PM Imran Khan directs commerce division to control import-export gap


ISLAMABAD: Prime Minister Imran Friday directed the concerned officials to take immediate measures to check the existing gap between imports and exports.

PM Imran Khan issued the direction while presiding over a high-level meeting to review various measures taken by the government for enhancing the volume of exports.

Speaking on the occasion, he directed the Commerce Division to present within the next two weeks Strategic Exports Framework for approval and set targets for trade and investment officers posted abroad.

The prime minister said with facilitation and ease of doing business for exporters, the government’s priority in terms of enhancing exports was the diversification of products and markets.

The meeting was told that with a focus on 19 products, including in the areas of information technology, textile, medicines, poultry, rice, vegetables, dry fruit, leather, salt, marble, ceramics and surgical instruments, the country’s current volume of exports could be increased by $30 billion.

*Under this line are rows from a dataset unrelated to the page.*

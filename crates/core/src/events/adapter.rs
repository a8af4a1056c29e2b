//! Audio event adapter
//!
//! Resolves a paralinguistic event to pre-recorded PCM. Construction is
//! all-or-nothing: every variant in the manifest must pass validation.
//! Decoded audio is memoized per file for the adapter's lifetime, so
//! repeated renders of the same variant hand out the same buffer.

use super::manifest::{AudioEventManifest, AudioVariant};
use crate::error::{Error, Result};
use crate::graph::ParalinguisticEvent;
use parking_lot::RwLock;
use std::collections::HashMap;
use std::path::{Path, PathBuf};
use std::sync::Arc;

/// Shared, immutable decoded PCM
pub type EventPcm = Arc<Vec<f32>>;

/// Renders events from a validated manifest
///
/// Safe to share across sessions: renders only take `&self`.
#[derive(Debug)]
pub struct AudioEventAdapter {
    manifest: AudioEventManifest,
    cache: RwLock<HashMap<PathBuf, EventPcm>>,
}

impl AudioEventAdapter {
    /// Wrap an already-loaded manifest, validating every variant
    pub fn new(manifest: AudioEventManifest) -> Result<Self> {
        let issues = manifest.validate();
        if !issues.is_empty() {
            return Err(Error::ManifestValidation { issues });
        }

        tracing::info!(
            sample_rate = manifest.sample_rate(),
            events = manifest.event_types().count(),
            "audio event adapter loaded"
        );

        Ok(Self {
            manifest,
            cache: RwLock::new(HashMap::new()),
        })
    }

    /// Load and validate a manifest file
    pub fn from_manifest(path: impl AsRef<Path>) -> Result<Self> {
        Self::new(AudioEventManifest::load(path)?)
    }

    /// Like [`AudioEventAdapter::from_manifest`], but returns `None` instead
    /// of failing
    pub fn try_load(path: impl AsRef<Path>) -> Option<Self> {
        let path = path.as_ref();
        if !path.exists() {
            tracing::debug!(path = %path.display(), "no audio event manifest");
            return None;
        }

        match Self::from_manifest(path) {
            Ok(adapter) => Some(adapter),
            Err(e) => {
                tracing::warn!(path = %path.display(), "Failed to load audio events: {}", e);
                None
            }
        }
    }

    pub fn manifest(&self) -> &AudioEventManifest {
        &self.manifest
    }

    /// Output sample rate of every rendered buffer
    pub fn sample_rate(&self) -> u32 {
        self.manifest.sample_rate()
    }

    pub fn supported_events(&self) -> Vec<&str> {
        self.manifest.event_types().collect()
    }

    /// Number of decoded files held in the cache
    pub fn cached_files(&self) -> usize {
        self.cache.read().len()
    }

    /// Variant that would be used for an event type and intensity
    pub fn select(&self, event_type: &str, intensity: f64) -> Option<&AudioVariant> {
        self.manifest.event_spec(event_type)?.select_variant(intensity)
    }

    /// Render a graph event, or `None` if nothing matches
    pub fn render(&self, event: &ParalinguisticEvent) -> Option<EventPcm> {
        self.render_type(event.kind.as_str(), event.intensity)
    }

    /// Render by event type name and intensity
    pub fn render_type(&self, event_type: &str, intensity: f64) -> Option<EventPcm> {
        let Some(spec) = self.manifest.event_spec(event_type) else {
            tracing::debug!("No audio spec for event type: {}", event_type);
            return None;
        };

        let Some(variant) = spec.select_variant(intensity) else {
            tracing::debug!("No variant for {} at intensity {:.2}", event_type, intensity);
            return None;
        };

        match self.load_pcm(&variant.file) {
            Ok(pcm) => Some(pcm),
            Err(e) => {
                tracing::warn!(file = %variant.file.display(), "failed to decode event audio: {}", e);
                None
            }
        }
    }

    fn load_pcm(&self, path: &Path) -> Result<EventPcm> {
        if let Some(pcm) = self.cache.read().get(path) {
            return Ok(Arc::clone(pcm));
        }

        let decoded = Arc::new(decode_wav(path)?);

        // A concurrent render may have won the race; keep its buffer
        let mut cache = self.cache.write();
        let pcm = cache.entry(path.to_path_buf()).or_insert(decoded);
        Ok(Arc::clone(pcm))
    }
}

/// Decode a 16-bit WAV into f32 samples in [-1, 1)
fn decode_wav(path: &Path) -> Result<Vec<f32>> {
    let mut reader = hound::WavReader::open(path)?;
    let samples = reader
        .samples::<i16>()
        .map(|s| s.map(|v| v as f32 / 32768.0))
        .collect::<std::result::Result<Vec<f32>, hound::Error>>()?;

    tracing::debug!(path = %path.display(), samples = samples.len(), "decoded event audio");
    Ok(samples)
}

#[cfg(test)]
mod tests {
    use super::*;
    use crate::graph::Paralinguistic;
    use tempfile::TempDir;

    fn write_wav(path: &Path, sample_rate: u32, samples: &[i16]) {
        std::fs::create_dir_all(path.parent().unwrap()).unwrap();
        let spec = hound::WavSpec {
            channels: 1,
            sample_rate,
            bits_per_sample: 16,
            sample_format: hound::SampleFormat::Int,
        };
        let mut writer = hound::WavWriter::create(path, spec).unwrap();
        for &s in samples {
            writer.write_sample(s).unwrap();
        }
        writer.finalize().unwrap();
    }

    fn fixture() -> (TempDir, PathBuf) {
        let dir = TempDir::new().unwrap();
        write_wav(&dir.path().join("laugh/soft.wav"), 1000, &[16384; 300]);
        write_wav(&dir.path().join("laugh/hard.wav"), 1000, &[-16384; 500]);

        let manifest = dir.path().join("manifest.json");
        std::fs::write(
            &manifest,
            r#"{
                "sample_rate": 1000,
                "events": {"laugh": {"variants": [
                    {"id": "soft", "file": "laugh/soft.wav", "intensity_range": [0.0, 0.5], "duration": 0.3},
                    {"id": "hard", "file": "laugh/hard.wav", "intensity_range": [0.5, 1.0], "duration": 0.5}
                ]}}
            }"#,
        )
        .unwrap();
        (dir, manifest)
    }

    #[test]
    fn test_render_decodes_and_scales() {
        let (_dir, manifest) = fixture();
        let adapter = AudioEventAdapter::from_manifest(&manifest).unwrap();

        let event = ParalinguisticEvent::new(Paralinguistic::Laugh, 0.0).with_intensity(0.2);
        let pcm = adapter.render(&event).unwrap();
        assert_eq!(pcm.len(), 300);
        assert_eq!(pcm[0], 0.5);

        let hard = adapter.render_type("laugh", 0.9).unwrap();
        assert_eq!(hard[0], -0.5);
        assert_eq!(adapter.cached_files(), 2);
    }

    #[test]
    fn test_render_is_memoized() {
        let (_dir, manifest) = fixture();
        let adapter = AudioEventAdapter::from_manifest(&manifest).unwrap();

        let a = adapter.render_type("laugh", 0.1).unwrap();
        let b = adapter.render_type("laugh", 0.1).unwrap();
        assert!(Arc::ptr_eq(&a, &b));
        assert_eq!(adapter.cached_files(), 1);
    }

    #[test]
    fn test_unknown_type_renders_none() {
        let (_dir, manifest) = fixture();
        let adapter = AudioEventAdapter::from_manifest(&manifest).unwrap();
        assert!(adapter.render(&ParalinguisticEvent::new(Paralinguistic::Sigh, 0.0)).is_none());
        assert_eq!(adapter.supported_events(), vec!["laugh"]);
        assert_eq!(adapter.sample_rate(), 1000);
    }

    #[test]
    fn test_strict_construction_fails_on_missing_file() {
        let (dir, manifest) = fixture();
        std::fs::remove_file(dir.path().join("laugh/hard.wav")).unwrap();

        let err = AudioEventAdapter::from_manifest(&manifest).unwrap_err();
        assert_eq!(err.issues().len(), 1);
        assert!(err.issues()[0].contains("not found"));
        assert!(AudioEventAdapter::try_load(&manifest).is_none());
    }

    #[test]
    fn test_try_load_missing_manifest() {
        assert!(AudioEventAdapter::try_load("/nope/manifest.json").is_none());
    }
}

The Commerce Division told the meeting that consultation with all the stakeholders including industrialists, exporters and relevant government institutions was in progress.

Trade gap widens

In a worrying development, Pakistan’s trade deficit surged to $7.337 billion during July-August period of the current fiscal year (2021-22) as imports outpaced exports drastically, according to a The News report published last week.

The report had stated that the government is left with no other option but to take measures to curtail rising imports otherwise, this yawning trade deficit may start posing risks to worsening the current account deficit (CAD).

The State Bank of Pakistan (SBP) had projected CAD to hover around 2-3% of GDP, equivalent to $6 billion to $9 billion for the current fiscal year. However, independent economists like Dr Hafiz Pasha see the CAD going up to $12-13 billion for the current fiscal year.

The pace at which the trade deficit has widened in just the first two months poses serious threats to the balance of payment position amid chances of stagnation of remittances from abroad.